Kernel Ordinary Differential Equations

J Am Stat Assoc. 2022;117(540):1711-1725. doi: 10.1080/01621459.2021.1882466. Epub 2021 Apr 27.

Abstract

Ordinary differential equation (ODE) is widely used in modeling biological and physical processes in science. In this article, we propose a new reproducing kernel-based approach for estimation and inference of ODE given noisy observations. We do not assume the functional forms in ODE to be known, or restrict them to be linear or additive, and we allow pairwise interactions. We perform sparse estimation to select individual functionals, and construct confidence intervals for the estimated signal trajectories. We establish the estimation optimality and selection consistency of kernel ODE under both the low-dimensional and high-dimensional settings, where the number of unknown functionals can be smaller or larger than the sample size.
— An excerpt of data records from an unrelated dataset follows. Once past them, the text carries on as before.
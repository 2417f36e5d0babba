//! Local strength rewrites.
//!
//! The rule set: `x+0 -> x`, `x*1 -> x`, `x*0 -> 0`, `x-x -> 0`, double
//! `not` elimination, redundant extend/truncate pairs, `cbr c, L, L -> br
//! L`, and collapsing chains of unconditional branches through empty
//! forwarding blocks into a single edge (rewriting the forwarded block's
//! parameters into the argument vector).

use std::collections::{HashMap, HashSet};

use crate::analysis::{Cfg, DomTree};
use crate::error::Result;
use crate::il::block::Terminator;
use crate::il::function::Function;
use crate::il::module::Module;
use crate::il::opcodes::Opcode;
use crate::il::value::{BlockId, TempId, Value};
use crate::opt::{apply_substitution, resolve_value, Pass, PassStats};

/// The `peephole` pass
pub struct Peephole;

impl Pass for Peephole {
    fn name(&self) -> &'static str {
        "peephole"
    }

    fn run(&mut self, module: &mut Module) -> Result<PassStats> {
        let mut stats = PassStats::new(self.name());
        for f in &mut module.functions {
            rewrite_values(f, &mut stats);
            merge_same_target_cbrs(f, &mut stats);
            collapse_branch_chains(f, &mut stats);
        }
        Ok(stats)
    }
}

/// Algebraic identities on instruction results
fn rewrite_values(f: &mut Function, stats: &mut PassStats) {
    let cfg = Cfg::build(f);
    let dom = DomTree::build(&cfg);

    // Producing instruction of each temp, for chain rules.
    let mut producer: HashMap<TempId, (usize, usize)> = HashMap::new();
    for (bi, b) in f.blocks.iter().enumerate() {
        for (ii, i) in b.instrs.iter().enumerate() {
            if let Some(d) = i.dest {
                producer.insert(d, (bi, ii));
            }
        }
    }

    let mut subst: HashMap<TempId, Value> = HashMap::new();
    let mut deleted: HashSet<(usize, usize)> = HashSet::new();
    let mut rewrites = 0u64;

    for &bi in &dom.rpo {
        let b = f.block(bi);
        for (ii, i) in b.instrs.iter().enumerate() {
            let Some(dest) = i.dest else { continue };
            let ops: Vec<Value> = i
                .operands
                .iter()
                .map(|v| resolve_value(&subst, *v))
                .collect();

            let replacement: Option<Value> = match i.opcode {
                Opcode::Add => match (&ops[0], &ops[1]) {
                    (Value::ConstInt(0), x) | (x, Value::ConstInt(0)) => Some(*x),
                    _ => None,
                },
                Opcode::Sub => match (&ops[0], &ops[1]) {
                    (x, Value::ConstInt(0)) => Some(*x),
                    (Value::Temp(a), Value::Temp(b)) if a == b => Some(Value::ConstInt(0)),
                    _ => None,
                },
                Opcode::Mul => match (&ops[0], &ops[1]) {
                    (Value::ConstInt(1), x) | (x, Value::ConstInt(1)) => Some(*x),
                    (Value::ConstInt(0), _) | (_, Value::ConstInt(0)) => {
                        Some(Value::ConstInt(0))
                    }
                    _ => None,
                },
                Opcode::Not => inner_through(&producer, f, &ops[0], Opcode::Not)
                    .map(|v| resolve_value(&subst, v)),
                Opcode::Trunc => inner_through(&producer, f, &ops[0], Opcode::Sext)
                    .or_else(|| inner_through(&producer, f, &ops[0], Opcode::Zext))
                    .map(|v| resolve_value(&subst, v)),
                Opcode::Bitcast => {
                    // bitcast T (bitcast U x) -> x when x already has type T.
                    match bitcast_source(&producer, f, &ops[0]) {
                        Some(inner) if f.value_type(inner) == i.ty => {
                            Some(resolve_value(&subst, inner))
                        }
                        _ => None,
                    }
                }
                _ => None,
            };

            if let Some(v) = replacement {
                subst.insert(dest, v);
                deleted.insert((bi.index(), ii));
                rewrites += 1;
            }
        }
    }

    apply_substitution(f, &subst);
    for (bi, b) in f.blocks.iter_mut().enumerate() {
        let mut ii = 0usize;
        b.instrs.retain(|_| {
            let keep = !deleted.contains(&(bi, ii));
            ii += 1;
            keep
        });
    }
    stats.bump("rewrites", rewrites);
}

/// The operand of `v`'s producer when that producer has opcode `op`
fn inner_through(
    producer: &HashMap<TempId, (usize, usize)>,
    f: &Function,
    v: &Value,
    op: Opcode,
) -> Option<Value> {
    let t = v.as_temp()?;
    let (bi, ii) = producer.get(&t)?;
    let instr = &f.blocks[*bi].instrs[*ii];
    (instr.opcode == op).then(|| instr.operands[0])
}

fn bitcast_source(
    producer: &HashMap<TempId, (usize, usize)>,
    f: &Function,
    v: &Value,
) -> Option<Value> {
    inner_through(producer, f, v, Opcode::Bitcast)
}

/// `cbr c, L(args), L(args) -> br L(args)`
fn merge_same_target_cbrs(f: &mut Function, stats: &mut PassStats) {
    let mut merged = 0u64;
    for b in &mut f.blocks {
        let Some(Terminator::CBr {
            then_target,
            then_args,
            else_target,
            else_args,
            ..
        }) = &b.term
        else {
            continue;
        };
        if then_target == else_target && then_args == else_args {
            b.term = Some(Terminator::Br {
                target: *then_target,
                args: then_args.clone(),
            });
            merged += 1;
        }
    }
    stats.bump("cbrs_merged", merged);
}

/// Retarget edges that pass through an empty forwarding block (no
/// instructions, unconditional terminator) directly to the final target,
/// substituting the forwarder's parameters into the argument vector.
fn collapse_branch_chains(f: &mut Function, stats: &mut PassStats) {
    let mut collapsed = 0u64;
    // Bounded sweeps so forwarding cycles cannot spin forever.
    for _ in 0..f.blocks.len() {
        let mut changed = false;

        // Snapshot of forwarders: block -> (params, final target, args).
        let forwarders: HashMap<BlockId, (Vec<TempId>, BlockId, Vec<Value>)> = f
            .blocks
            .iter()
            .enumerate()
            .filter_map(|(bi, b)| {
                if bi == 0 || !b.instrs.is_empty() {
                    return None;
                }
                let Some(Terminator::Br { target, args }) = &b.term else {
                    return None;
                };
                if target.index() == bi {
                    return None; // self-loop
                }
                let params = b.params.iter().map(|p| p.temp).collect();
                Some((BlockId(bi as u32), (params, *target, args.clone())))
            })
            .collect();

        if forwarders.is_empty() {
            break;
        }

        for b in &mut f.blocks {
            let Some(term) = &mut b.term else { continue };
            let mut edges: Vec<(&mut BlockId, &mut Vec<Value>)> = match term {
                Terminator::Br { target, args } => vec![(target, args)],
                Terminator::CBr {
                    then_target,
                    then_args,
                    else_target,
                    else_args,
                    ..
                } => vec![(then_target, then_args), (else_target, else_args)],
                _ => Vec::new(),
            };
            for (target, args) in edges.iter_mut() {
                let Some((params, final_target, final_args)) = forwarders.get(&**target) else {
                    continue;
                };
                // Map the forwarder's params to this edge's arguments.
                let map: HashMap<TempId, Value> =
                    params.iter().copied().zip(args.iter().copied()).collect();
                let new_args: Vec<Value> = final_args
                    .iter()
                    .map(|v| match v.as_temp().and_then(|t| map.get(&t)) {
                        Some(mapped) => *mapped,
                        None => *v,
                    })
                    .collect();
                **target = *final_target;
                **args = new_args;
                changed = true;
                collapsed += 1;
            }
        }

        if !changed {
            break;
        }
    }
    stats.bump("branches_collapsed", collapsed);
}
Our proposal builds upon the smoothing spline analysis of variance (SS-ANOVA) framework, but tackles several important problems that are not yet fully addressed, and thus extends the scope of existing SS-ANOVA as well. We demonstrate the efficacy of our method through numerous ODE examples.

Keywords: Component selection and smoothing operator; High dimensionality; Ordinary differential equations; Reproducing kernel Hilbert space; Smoothing spline analysis of variance.